START Supplied information

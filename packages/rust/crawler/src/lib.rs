//! HTTP transport and per-source fetchers.
//!
//! This crate provides:
//! - [`Transport`]: rate-limited, retrying fetch primitive with block detection
//! - [`SourceFetcher`]: the per-source capability, and one implementation per source
//! - [`SourceRegistry`]: the enabled fetchers in source order

pub mod client;
pub mod sources;
pub mod text;

pub use client::{
    FailureCause, FetchFailure, FetchedBody, Transport, backoff_delay, detect_block,
    url_with_query,
};
pub use sources::{
    DirectoryFetcher, FilingsFetcher, FundingFetcher, ProfessionalNetworkFetcher, SearchEngine,
    SearchFetcher, SearchHit, SourceFetcher, SourceRegistry, WebsiteFetcher, compact_name,
    is_known_source, parse_search_results,
};
pub use text::truncate_chars;
// ---------------------------------------------------------------------------
// SourceName / SourceResult
// ---------------------------------------------------------------------------

/// External data sources, in corpus declaration order.
///
/// The derived `Ord` follows declaration order, so a `BTreeMap` keyed by
/// `SourceName` iterates in the order the corpus is written.
#[derive(Debug, Clone, Copy, PartialEq, Eq, PartialOrd, Ord, Hash, Serialize, Deserialize)]
#[serde(rename_all = "kebab-case")]
pub enum SourceName {
    Website,
    ProfessionalNetwork,
    FundingDatabase,
    FilingsRegistry,
    Directory,
    Search,
}

impl SourceName {
    /// Every source in declaration order.
    pub const ALL: [SourceName; 6] = [
        Self::Website,
        Self::ProfessionalNetwork,
        Self::FundingDatabase,
        Self::FilingsRegistry,
        Self::Directory,
        Self::Search,
    ];

    pub fn as_str(&self) -> &'static str {
        match self {
            Self::Website => "website",
            Self::ProfessionalNetwork => "professional-network",
            Self::FundingDatabase => "funding-database",
            Self::FilingsRegistry => "filings-registry",
            Self::Directory => "directory",
            Self::Search => "search",
        }
    }
}

impl std::fmt::Display for SourceName {
    fn fmt(&self, f: &mut std::fmt::Formatter<'_>) -> std::fmt::Result {
        f.write_str(self.as_str())
    }
}

impl std::str::FromStr for SourceName {
    type Err = String;

    fn from_str(s: &str) -> std::result::Result<Self, Self::Err> {
        Self::ALL
            .into_iter()
            .find(|name| name.as_str().eq_ignore_ascii_case(s.trim()))
            .ok_or_else(|| format!("unknown source '{s}'"))
    }
}

/// A JSON object as produced by a fetcher.
pub type Mapping = serde_json::Map<String, serde_json::Value>;

/// What one fetcher found for one company.
#[derive(Debug, Clone, PartialEq, Serialize, Deserialize)]
#[serde(tag = "kind", content = "value", rename_all = "snake_case")]
pub enum SourceResult {
    Text(String),
    Structured(Mapping),
    List(Vec<Mapping>),
    Absent,
}

impl SourceResult {
    pub fn is_absent(&self) -> bool {
        matches!(self, Self::Absent)
    }

    /// Serialize a fetcher's typed payload into a `Structured` result.
    /// Anything that is not a JSON object becomes `Absent`.
    pub fn structured<T: Serialize>(payload: &T) -> Self {
        match serde_json::to_value(payload) {
            Ok(serde_json::Value::Object(map)) => Self::Structured(map),
            _ => Self::Absent,
        }
    }
}

// ---------------------------------------------------------------------------
// ExtractedRecord
// ---------------------------------------------------------------------------

/// Structured company description produced by the extraction step.
#[derive(Debug, Clone, Default, PartialEq, Serialize, Deserialize)]
pub struct ExtractedRecord {
    #[serde(default, deserialize_with = "lenient_string")]
    pub company_name: Option<String>,
    #[serde(default, deserialize_with = "lenient_string")]
    pub legal_name: Option<String>,
    /// Jurisdiction the company was queried under.
    #[serde(default, deserialize_with = "lenient_string")]
    pub state: Option<String>,
    #[serde(default, deserialize_with = "lenient_string")]
    pub country: Option<String>,
    #[serde(default, deserialize_with = "lenient_string")]
    pub website: Option<String>,
    #[serde(default, deserialize_with = "lenient_string")]
    pub industry: Option<String>,
    #[serde(default, deserialize_with = "lenient_string")]
    pub founded_year: Option<String>,
    #[serde(default, deserialize_with = "lenient_string")]
    pub company_type: Option<String>,
    #[serde(default, deserialize_with = "lenient_string")]
    pub revenue_range: Option<String>,
    #[serde(default, deserialize_with = "lenient_string")]
    pub total_employees: Option<String>,
    #[serde(default, deserialize_with = "lenient_string")]
    pub description: Option<String>,
    #[serde(default, alias = "linkedin_url", deserialize_with = "lenient_string")]
    pub professional_network_url: Option<String>,
    #[serde(default, alias = "crunchbase_url", deserialize_with = "lenient_string")]
    pub funding_profile_url: Option<String>,
    #[serde(default, deserialize_with = "lenient_scores")]
    pub source_data_quality: BTreeMap<String, f64>,
    #[serde(default, deserialize_with = "nullable_vec")]
    pub locations: Vec<LocationRecord>,
    #[serde(default, alias = "key_contacts", deserialize_with = "nullable_vec")]
    pub executives: Vec<ContactRecord>,
}

/// One physical location of a company.
#[derive(Debug, Clone, Default, PartialEq, Serialize, Deserialize)]
pub struct LocationRecord {
    #[serde(default, deserialize_with = "lenient_string")]
    pub location_id: Option<String>,
    #[serde(default, deserialize_with = "lenient_string")]
    pub location_type: Option<String>,
    #[serde(default, deserialize_with = "lenient_bool")]
    pub is_headquarters: Option<bool>,
    #[serde(default, deserialize_with = "lenient_string")]
    pub address_line1: Option<String>,
    #[serde(default, deserialize_with = "lenient_string")]
    pub address_line2: Option<String>,
    #[serde(default, deserialize_with = "lenient_string")]
    pub city: Option<String>,
    #[serde(default, deserialize_with = "lenient_string")]
    pub state_province: Option<String>,
    #[serde(default, alias = "postal_code", deserialize_with = "lenient_string")]
    pub zip_postal: Option<String>,
    #[serde(default, deserialize_with = "lenient_string")]
    pub country: Option<String>,
    #[serde(default, deserialize_with = "lenient_string")]
    pub latitude: Option<String>,
    #[serde(default, deserialize_with = "lenient_string")]
    pub longitude: Option<String>,
    #[serde(default, deserialize_with = "lenient_string")]
    pub phone: Option<String>,
    #[serde(default, deserialize_with = "lenient_string")]
    pub fax: Option<String>,
    #[serde(default, deserialize_with = "lenient_string")]
    pub location_employees: Option<String>,
    #[serde(default, deserialize_with = "lenient_string")]
    pub year_established: Option<String>,
    #[serde(default, deserialize_with = "lenient_string")]
    pub facility_size: Option<String>,
    #[serde(default, deserialize_with = "lenient_string")]
    pub products_services: Option<String>,
    #[serde(default, deserialize_with = "lenient_string")]
    pub source: Option<String>,
}

/// A named person associated with the company.
#[derive(Debug, Clone, Default, PartialEq, Serialize, Deserialize)]
pub struct ContactRecord {
    #[serde(default, deserialize_with = "lenient_string")]
    pub name: Option<String>,
    #[serde(default, alias = "position", deserialize_with = "lenient_string")]
    pub title: Option<String>,
    #[serde(default, deserialize_with = "lenient_string")]
    pub email: Option<String>,
    #[serde(default, alias = "linkedin", deserialize_with = "lenient_string")]
    pub profile_url: Option<String>,
}

// ---------------------------------------------------------------------------
// Lenient field decoding
// ---------------------------------------------------------------------------

/// Accept strings, numbers and booleans as text; arrays of scalars are joined
/// with `"; "`. Objects and nested arrays are a shape error.
fn lenient_string<'de, D>(deserializer: D) -> std::result::Result<Option<String>, D::Error>
where
    D: Deserializer<'de>,
{
    let value = Option::<serde_json::Value>::deserialize(deserializer)?;
    match value {
        None => Ok(None),
        Some(v) => scalar_text(&v).map_err(D::Error::custom),
    }
}

fn scalar_text(value: &serde_json::Value) -> std::result::Result<Option<String>, String> {
    use serde_json::Value;

    match value {
        Value::Null => Ok(None),
        Value::String(s) => {
            let trimmed = s.trim();
            if trimmed.is_empty() || trimmed.eq_ignore_ascii_case("null") {
                Ok(None)
            } else {
                Ok(Some(trimmed.to_string()))
            }
        }
        Value::Number(n) => Ok(Some(n.to_string())),
        Value::Bool(b) => Ok(Some(b.to_string())),
        Value::Array(items) => {
            let mut parts = Vec::with_capacity(items.len());
            for item in items {
                if item.is_array() || item.is_object() {
                    return Err("expected a scalar or list of scalars".into());
                }
                if let Some(text) = scalar_text(item)? {
                    parts.push(text);
                }
            }
            Ok(if parts.is_empty() {
                None
            } else {
                Some(parts.join("; "))
            })
        }
        Value::Object(_) => Err("expected a scalar, found an object".into()),
    }
}

fn lenient_bool<'de, D>(deserializer: D) -> std::result::Result<Option<bool>, D::Error>
where
    D: Deserializer<'de>,
{
    use serde_json::Value;

    let value = Option::<Value>::deserialize(deserializer)?;
    match value {
        None | Some(Value::Null) => Ok(None),
        Some(Value::Bool(b)) => Ok(Some(b)),
        Some(Value::String(s)) => match s.trim().to_ascii_lowercase().as_str() {
            "true" | "yes" | "y" | "1" => Ok(Some(true)),
            "false" | "no" | "n" | "0" => Ok(Some(false)),
            _ => Ok(None),
        },
        Some(Value::Number(n)) => Ok(n.as_i64().map(|v| v != 0)),
        Some(_) => Err(D::Error::custom("expected a boolean")),
    }
}

/// Scores may arrive as numbers or numeric strings; anything else is dropped.
fn lenient_scores<'de, D>(deserializer: D) -> std::result::Result<BTreeMap<String, f64>, D::Error>
where
    D: Deserializer<'de>,
{
    use serde_json::Value;

    let value = Option::<Value>::deserialize(deserializer)?;
    match value {
        None | Some(Value::Null) => Ok(BTreeMap::new()),
        Some(Value::Object(map)) => Ok(map
            .into_iter()
            .filter_map(|(k, v)| {
                let score = match v {
                    Value::Number(n) => n.as_f64(),
                    Value::String(s) => s.trim().parse::<f64>().ok(),
                    _ => None,
                };
                score.map(|s| (k, s))
            })
            .collect()),
        Some(_) => Err(D::Error::custom("source_data_quality must be an object")),
    }
}

fn nullable_vec<'de, D, T>(deserializer: D) -> std::result::Result<Vec<T>, D::Error>
where
    D: Deserializer<'de>,
    T: Deserialize<'de>,
{
    Ok(Option::<Vec<T>>::deserialize(deserializer)?.unwrap_or_default())
}

// ---------------------------------------------------------------------------
// OutputRow
// ---------------------------------------------------------------------------

/// Output CSV columns, in file order. Must match [`OutputRow`]'s field order.
pub const OUTPUT_FIELDS: [&str; 37] = [
    "company_name",
    "legal_name",
    "state",
    "country",
    "website",
    "industry",
    "founded_year",
    "company_type",
    "revenue_range",
    "total_employees",
    "total_locations",
    "description",
    "professional_network_url",
    "funding_profile_url",
    "location_id",
    "location_type",
    "is_headquarters",
    "address_line1",
    "address_line2",
    "city",
    "state_province",
    "zip_postal",
    "location_country",
    "latitude",
    "longitude",
    "phone",
    "fax",
    "location_employees",
    "year_established",
    "facility_size",
    "products_services",
    "executive_name",
    "executive_title",
    "executive_email",
    "source",
    "last_updated",
    "data_quality_score",
];
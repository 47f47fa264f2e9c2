//! Append-only CSV sink with a header written exactly once.

use std::fs::{File, OpenOptions};
use std::path::{Path, PathBuf};

use serde::Serialize;
use tracing::{debug, info, instrument, warn};

use firmscope_shared::{FirmscopeError, Result};

/// Handle to an initialized output file.
///
/// Holds only the path; every [`append`](Self::append) opens the file,
/// writes, flushes and closes it again.
#[derive(Debug, Clone)]
pub struct IncrementalWriter {
    path: PathBuf,
}

impl IncrementalWriter {
    /// Create (or truncate) `path`, creating its parent directory, and write
    /// the header. Any failure here is fatal for the run.
    #[instrument(skip_all, fields(path = %path.display()))]
    pub fn initialize(path: &Path, fields: &[&str]) -> Result<Self> {
        let init_err =
            |e: &dyn std::fmt::Display| FirmscopeError::output_init(path, e.to_string());

        if let Some(parent) = path.parent().filter(|p| !p.as_os_str().is_empty()) {
            std::fs::create_dir_all(parent).map_err(|e| init_err(&e))?;
        }

        let file = File::create(path).map_err(|e| init_err(&e))?;
        let mut writer = csv::WriterBuilder::new().has_headers(false).from_writer(file);
        writer.write_record(fields).map_err(|e| init_err(&e))?;
        writer.flush().map_err(|e| init_err(&e))?;

        info!(columns = fields.len(), "output initialized");
        Ok(Self {
            path: path.to_path_buf(),
        })
    }

    /// Reopen an output from an earlier run that recorded `expected_rows`
    /// data rows.
    ///
    /// Rows past `expected_rows` were appended by a batch that never reached
    /// its checkpoint and are cut off. A file with fewer rows than expected,
    /// or whose first record differs from `fields`, is rejected. A missing or
    /// empty file is initialized only when nothing was expected.
    #[instrument(skip_all, fields(path = %path.display(), expected_rows))]
    pub fn resume(path: &Path, fields: &[&str], expected_rows: u64) -> Result<Self> {
        let init_err =
            |e: &dyn std::fmt::Display| FirmscopeError::output_init(path, e.to_string());

        let is_empty = match std::fs::metadata(path) {
            Ok(meta) => meta.len() == 0,
            Err(e) if e.kind() == std::io::ErrorKind::NotFound => true,
            Err(e) => return Err(init_err(&e)),
        };
        if is_empty {
            if expected_rows > 0 {
                return Err(FirmscopeError::output_init(
                    path,
                    format!("output is missing but the checkpoint records {expected_rows} rows"),
                ));
            }
            debug!("no previous output, initializing");
            return Self::initialize(path, fields);
        }

        let mut reader = csv::ReaderBuilder::new()
            .has_headers(false)
            .flexible(true)
            .from_path(path)
            .map_err(|e| init_err(&e))?;
        let mut record = csv::ByteRecord::new();
        reader.read_byte_record(&mut record).map_err(|e| init_err(&e))?;
        if record.iter().ne(fields.iter().map(|f| f.as_bytes())) {
            return Err(FirmscopeError::output_init(
                path,
                "existing header does not match the output columns",
            ));
        }

        // Byte offset just past the last row the checkpoint vouches for.
        let mut keep_until = reader.position().byte();
        let mut found = 0u64;
        while reader.read_byte_record(&mut record).map_err(|e| init_err(&e))? {
            found += 1;
            if found == expected_rows {
                keep_until = reader.position().byte();
            }
        }

        if found < expected_rows {
            return Err(FirmscopeError::output_init(
                path,
                format!("output holds {found} rows but the checkpoint records {expected_rows}"),
            ));
        }
        if found > expected_rows {
            let file = OpenOptions::new()
                .write(true)
                .open(path)
                .map_err(|e| init_err(&e))?;
            file.set_len(keep_until).map_err(|e| init_err(&e))?;
            file.sync_all().map_err(|e| init_err(&e))?;
            warn!(
                dropped = found - expected_rows,
                "removed rows appended after the last checkpoint"
            );
        }

        info!(rows = expected_rows, "resuming existing output");
        Ok(Self {
            path: path.to_path_buf(),
        })
    }

    /// Append `rows` and flush. Returns the number of rows written.
    pub fn append<T: Serialize>(&self, rows: &[T]) -> Result<usize> {
        if rows.is_empty() {
            return Ok(0);
        }

        let file = OpenOptions::new()
            .append(true)
            .open(&self.path)
            .map_err(|e| FirmscopeError::io(&self.path, e))?;
        let mut writer = csv::WriterBuilder::new().has_headers(false).from_writer(file);

        for row in rows {
            writer
                .serialize(row)
                .map_err(|e| FirmscopeError::Storage(format!("failed to write row: {e}")))?;
        }
        writer
            .flush()
            .map_err(|e| FirmscopeError::io(&self.path, e))?;

        debug!(rows = rows.len(), path = %self.path.display(), "rows appended");
        Ok(rows.len())
    }

}
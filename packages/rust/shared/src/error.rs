//! Error types for Firmscope.
//!
//! Library crates use [`FirmscopeError`] via `thiserror`.
//! The CLI wraps this with `color-eyre` for rich diagnostics.

use std::path::PathBuf;

/// Top-level error type for all Firmscope operations.
#[derive(Debug, thiserror::Error)]
pub enum FirmscopeError {
    /// Configuration loading or validation error.
    #[error("config error: {message}")]
    Config { message: String },

    /// Network/HTTP error while talking to an external source.
    #[error("network error: {0}")]
    Network(String),

    /// HTML or payload parsing error.
    #[error("parse error: {message}")]
    Parse { message: String },

    /// Input file could not be read or contained no usable records.
    #[error("input error: {0}")]
    Input(String),

    /// The output file could not be created or its header written.
    /// Fatal: without it the run cannot produce artifacts.
    #[error("cannot initialize output {path:?}: {message}")]
    OutputInitialization { path: PathBuf, message: String },

    /// Appending rows or writing a dump/checkpoint failed.
    #[error("storage error: {0}")]
    Storage(String),

    /// Filesystem I/O error.
    #[error("I/O error at {path:?}: {source}")]
    Io {
        path: PathBuf,
        source: std::io::Error,
    },

    /// Data validation error (shape mismatch, checkpoint mismatch, etc.).
    #[error("validation error: {message}")]
    Validation { message: String },
}

/// Convenience alias used throughout the codebase.
pub type Result<T> = std::result::Result<T, FirmscopeError>;

impl FirmscopeError {
    /// Create a config error from any displayable message.
    pub fn config(msg: impl Into<String>) -> Self {
        Self::Config {
            message: msg.into(),
        }
    }

    /// Create a parse error from any displayable message.
    pub fn parse(msg: impl Into<String>) -> Self {
        Self::Parse {
            message: msg.into(),
        }
    }

    /// Create a validation error from any displayable message.
    pub fn validation(msg: impl Into<String>) -> Self {
        Self::Validation {
            message: msg.into(),
        }
    }

    /// Create an output-initialization error for `path`.
    pub fn output_init(path: impl Into<PathBuf>, msg: impl Into<String>) -> Self {
        Self::OutputInitialization {
            path: path.into(),
            message: msg.into(),
        }
    }

    /// Wrap a `std::io::Error` with a path for context.
    pub fn io(path: impl Into<PathBuf>, source: std::io::Error) -> Self {
        Self::Io {
            path: path.into(),
            source,
        }
    }

    /// Whether this error must abort the whole run.
    pub fn is_fatal(&self) -> bool {
        matches!(
            self,
            Self::OutputInitialization { .. } | Self::Input(_) | Self::Config { .. }
        )
    }
}
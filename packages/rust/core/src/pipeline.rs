//! Batch orchestration: input → per-company pipeline → append-only output.
//!
//! Companies run in fixed-size batches. Within a batch a bounded pool of
//! worker tasks each runs aggregate → extract → transform for one company;
//! results are joined positionally and appended once per batch, after which
//! the checkpoint is advanced.

use std::path::Path;
use std::sync::Arc;
use std::time::{Duration, Instant};

use chrono::Utc;
use tokio::sync::Semaphore;
use tracing::{info, instrument, warn};

use firmscope_crawler::{SourceRegistry, Transport};
use firmscope_shared::{
    CompanyQuery, JobConfig, OUTPUT_FIELDS, OutputRow, Result, RunContext, RunId,
};
use firmscope_storage::{Checkpoint, IncrementalWriter};

use crate::aggregator::CorpusAggregator;
use crate::extraction::{self, ExtractionEngine, ExtractionOutcome, ExtractionStage};
use crate::inference::InferenceClient;
use crate::input::load_companies;
use crate::rows;

// ---------------------------------------------------------------------------
// Single company
// ---------------------------------------------------------------------------

/// What one company produced.
#[derive(Debug, Clone)]
pub struct CompanyOutcome {
    pub query: CompanyQuery,
    pub rows: Vec<OutputRow>,
    pub outcome: ExtractionOutcome,
    /// Sources that returned something (0 for replays of empty corpora).
    pub sources_present: usize,
}

impl CompanyOutcome {
    /// Fallback rows for a company whose worker never reported back.
    fn worker_failed(query: &CompanyQuery, cause: String) -> Self {
        let extraction = extraction::fallback(query, ExtractionStage::Worker, cause);
        Self {
            query: query.clone(),
            rows: rows::transform(&extraction.record),
            outcome: extraction.outcome,
            sources_present: 0,
        }
    }
}

/// Aggregate → extract → transform for one company.
#[derive(Debug, Clone)]
pub struct CompanyPipeline {
    aggregator: CorpusAggregator,
    engine: ExtractionEngine,
}

impl CompanyPipeline {
    pub fn new(aggregator: CorpusAggregator, engine: ExtractionEngine) -> Self {
        Self { aggregator, engine }
    }

    /// Run the full single-company pipeline. Never fails.
    pub async fn process(&self, query: &CompanyQuery) -> CompanyOutcome {
        let corpus = self.aggregator.gather(query).await;
        let extraction = self.engine.extract(query, &corpus.text).await;
        CompanyOutcome {
            query: query.clone(),
            rows: rows::transform(&extraction.record),
            outcome: extraction.outcome,
            sources_present: corpus.present(),
        }
    }
}

/// Wire the production pipeline for `job`: HTTP transport, every enabled
/// fetcher, corpus dumps under `job.debug_dir`, and `client` for inference.
pub fn build_pipeline(
    job: &JobConfig,
    ctx: &RunContext,
    client: Arc<dyn InferenceClient>,
) -> Result<CompanyPipeline> {
    let transport = Arc::new(Transport::new(&job.http)?);
    let registry = SourceRegistry::new(transport, &job.sources)?;
    info!(sources = ?registry.names(), "source registry ready");

    let aggregator = CorpusAggregator::new(
        registry,
        job.http.fetch_concurrency,
        job.corpus.clone(),
        Some(job.debug_dir.clone()),
        ctx.clone(),
    );
    let engine = ExtractionEngine::new(client, &job.inference, ctx.clone());
    Ok(CompanyPipeline::new(aggregator, engine))
}

// ---------------------------------------------------------------------------
// Progress
// ---------------------------------------------------------------------------

/// Progress callback for reporting run status.
pub trait ProgressReporter: Send + Sync {
    /// Called when entering a new phase.
    fn phase(&self, name: &str);
    /// Called once the input is loaded and batches are planned.
    /// `remaining` counts companies in batches that will actually run.
    fn planned(&self, remaining: usize, total_batches: usize, skipped_batches: usize);
    /// Called for every company, in input order within its batch.
    fn company_done(&self, outcome: &CompanyOutcome);
    /// Called after a batch's rows are appended and checkpointed.
    fn batch_done(&self, batch: usize, total_batches: usize, rows: usize);
    /// Called when the run completes.
    fn done(&self, summary: &RunSummary);
}

/// No-op progress reporter for headless/test usage.
pub struct SilentProgress;

impl ProgressReporter for SilentProgress {
    fn phase(&self, _name: &str) {}
    fn planned(&self, _remaining: usize, _total_batches: usize, _skipped_batches: usize) {}
    fn company_done(&self, _outcome: &CompanyOutcome) {}
    fn batch_done(&self, _batch: usize, _total_batches: usize, _rows: usize) {}
    fn done(&self, _summary: &RunSummary) {}
}

// ---------------------------------------------------------------------------
// Orchestrator
// ---------------------------------------------------------------------------

/// Result of [`run_job`].
#[derive(Debug, Clone)]
pub struct RunSummary {
    pub run_id: RunId,
    /// Companies loaded from the input (after `max_companies`).
    pub companies: usize,
    pub batches_run: usize,
    /// Batches skipped because a previous run completed them.
    pub batches_skipped: usize,
    /// Rows appended by this run.
    pub rows_written: u64,
    /// Companies that ended with the fallback record.
    pub fallbacks: usize,
    pub elapsed: Duration,
}

/// Run the whole job.
///
/// Fatal errors: unusable input, output initialization, checkpoint
/// mismatch, and failure to append or checkpoint a batch. Everything below
/// the company level degrades to fallback rows.
#[instrument(skip_all, fields(run_id = %ctx.run_id, input = %job.input.display()))]
pub async fn run_job(
    job: &JobConfig,
    pipeline: Arc<CompanyPipeline>,
    ctx: &RunContext,
    progress: &dyn ProgressReporter,
) -> Result<RunSummary> {
    let start = Instant::now();
    job.validate()?;

    progress.phase("Loading input");
    let companies = load_companies(&job.input, job.batch.max_companies)?;
    let batch_size = job.batch.batch_size;
    let total_batches = companies.len().div_ceil(batch_size);

    progress.phase("Preparing output");
    let (writer, resume_after, mut rows_total) = open_output(job)?;
    let skipped = resume_after.min(total_batches);
    let remaining = companies.len().saturating_sub(skipped * batch_size);
    progress.planned(remaining, total_batches, skipped);

    info!(
        companies = companies.len(),
        batch_size,
        total_batches,
        skipped,
        workers = job.batch.workers,
        "starting run"
    );

    let mut batches_run = 0;
    let mut rows_written = 0u64;
    let mut fallbacks = 0;

    for (index, chunk) in companies.chunks(batch_size).enumerate() {
        let batch = index + 1;
        if batch <= resume_after {
            continue;
        }
        if batches_run > 0 && !job.batch.batch_pause().is_zero() {
            tokio::time::sleep(job.batch.batch_pause()).await;
        }

        progress.phase(&format!("Batch {batch}/{total_batches}"));
        let outcomes = run_batch(chunk, &pipeline, job.batch.workers, progress).await;

        fallbacks += outcomes.iter().filter(|o| o.outcome.is_fallback()).count();
        let batch_rows: Vec<OutputRow> = outcomes.into_iter().flat_map(|o| o.rows).collect();
        let appended = writer.append(&batch_rows)? as u64;
        rows_written += appended;
        rows_total += appended;

        Checkpoint {
            input_path: job.input.clone(),
            batch_size,
            total_batches,
            last_completed_batch: batch,
            rows_written: rows_total,
            run_id: ctx.run_id,
            updated_at: Utc::now(),
        }
        .save(&job.output)?;

        batches_run += 1;
        info!(batch, total_batches, rows = appended, "batch complete");
        progress.batch_done(batch, total_batches, appended as usize);
    }

    let summary = RunSummary {
        run_id: ctx.run_id,
        companies: companies.len(),
        batches_run,
        batches_skipped: skipped,
        rows_written,
        fallbacks,
        elapsed: start.elapsed(),
    };

    info!(
        batches_run,
        rows_written,
        fallbacks,
        elapsed_ms = summary.elapsed.as_millis() as u64,
        "run complete"
    );
    progress.done(&summary);
    Ok(summary)
}

/// Open the output for this run. Returns the writer, the last batch a
/// previous run completed (0 when starting fresh) and the rows already in
/// the file.
fn open_output(job: &JobConfig) -> Result<(IncrementalWriter, usize, u64)> {
    if job.resume {
        if let Some(checkpoint) = Checkpoint::load(&job.output)? {
            checkpoint.ensure_compatible(job.batch.batch_size)?;
            if checkpoint.input_path != job.input {
                warn!(
                    previous = %checkpoint.input_path.display(),
                    "checkpoint was written for a different input file"
                );
            }
            info!(
                last_completed_batch = checkpoint.last_completed_batch,
                previous_run = %checkpoint.run_id,
                "resuming"
            );
            let writer =
                IncrementalWriter::resume(&job.output, &OUTPUT_FIELDS, checkpoint.rows_written)?;
            return Ok((
                writer,
                checkpoint.last_completed_batch,
                checkpoint.rows_written,
            ));
        }
        warn!(output = %job.output.display(), "no checkpoint found, starting fresh");
    }

    let writer = IncrementalWriter::initialize(&job.output, &OUTPUT_FIELDS)?;
    Checkpoint::clear(&job.output)?;
    Ok((writer, 0, 0))
}

/// Process one batch under a pool of `workers` tasks and return outcomes in
/// input order. A worker that dies yields fallback rows for its company.
async fn run_batch(
    chunk: &[CompanyQuery],
    pipeline: &Arc<CompanyPipeline>,
    workers: usize,
    progress: &dyn ProgressReporter,
) -> Vec<CompanyOutcome> {
    let permits = Arc::new(Semaphore::new(workers.max(1)));

    let handles: Vec<_> = chunk
        .iter()
        .map(|query| {
            let pipeline = Arc::clone(pipeline);
            let permits = Arc::clone(&permits);
            let query = query.clone();
            tokio::spawn(async move {
                let _permit = permits.acquire_owned().await;
                pipeline.process(&query).await
            })
        })
        .collect();

    let mut outcomes = Vec::with_capacity(chunk.len());
    for (query, handle) in chunk.iter().zip(handles) {
        let outcome = match handle.await {
            Ok(outcome) => outcome,
            Err(e) => {
                warn!(company = %query.name, stage = "worker", error = %e, "worker failed");
                CompanyOutcome::worker_failed(query, e.to_string())
            }
        };
        progress.company_done(&outcome);
        outcomes.push(outcome);
    }
    outcomes
}

/// Output path used when `--out` is not given: `<output_dir>/<input stem>_results.csv`.
pub fn default_output_path(output_dir: &Path, input: &Path) -> std::path::PathBuf {
    let stem = input
        .file_stem()
        .map(|s| s.to_string_lossy().into_owned())
        .unwrap_or_else(|| "companies".to_string());
    output_dir.join(format!("{stem}_results.csv"))
}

END Supplied information

* What you need to do *
Go through the records above and, whenever a line includes the word "past", copy it.

* Reply *
    /// Rows past `expected_rows` were appended by a batch that never reached
        // Byte offset just past the last row the checkpoint vouches for.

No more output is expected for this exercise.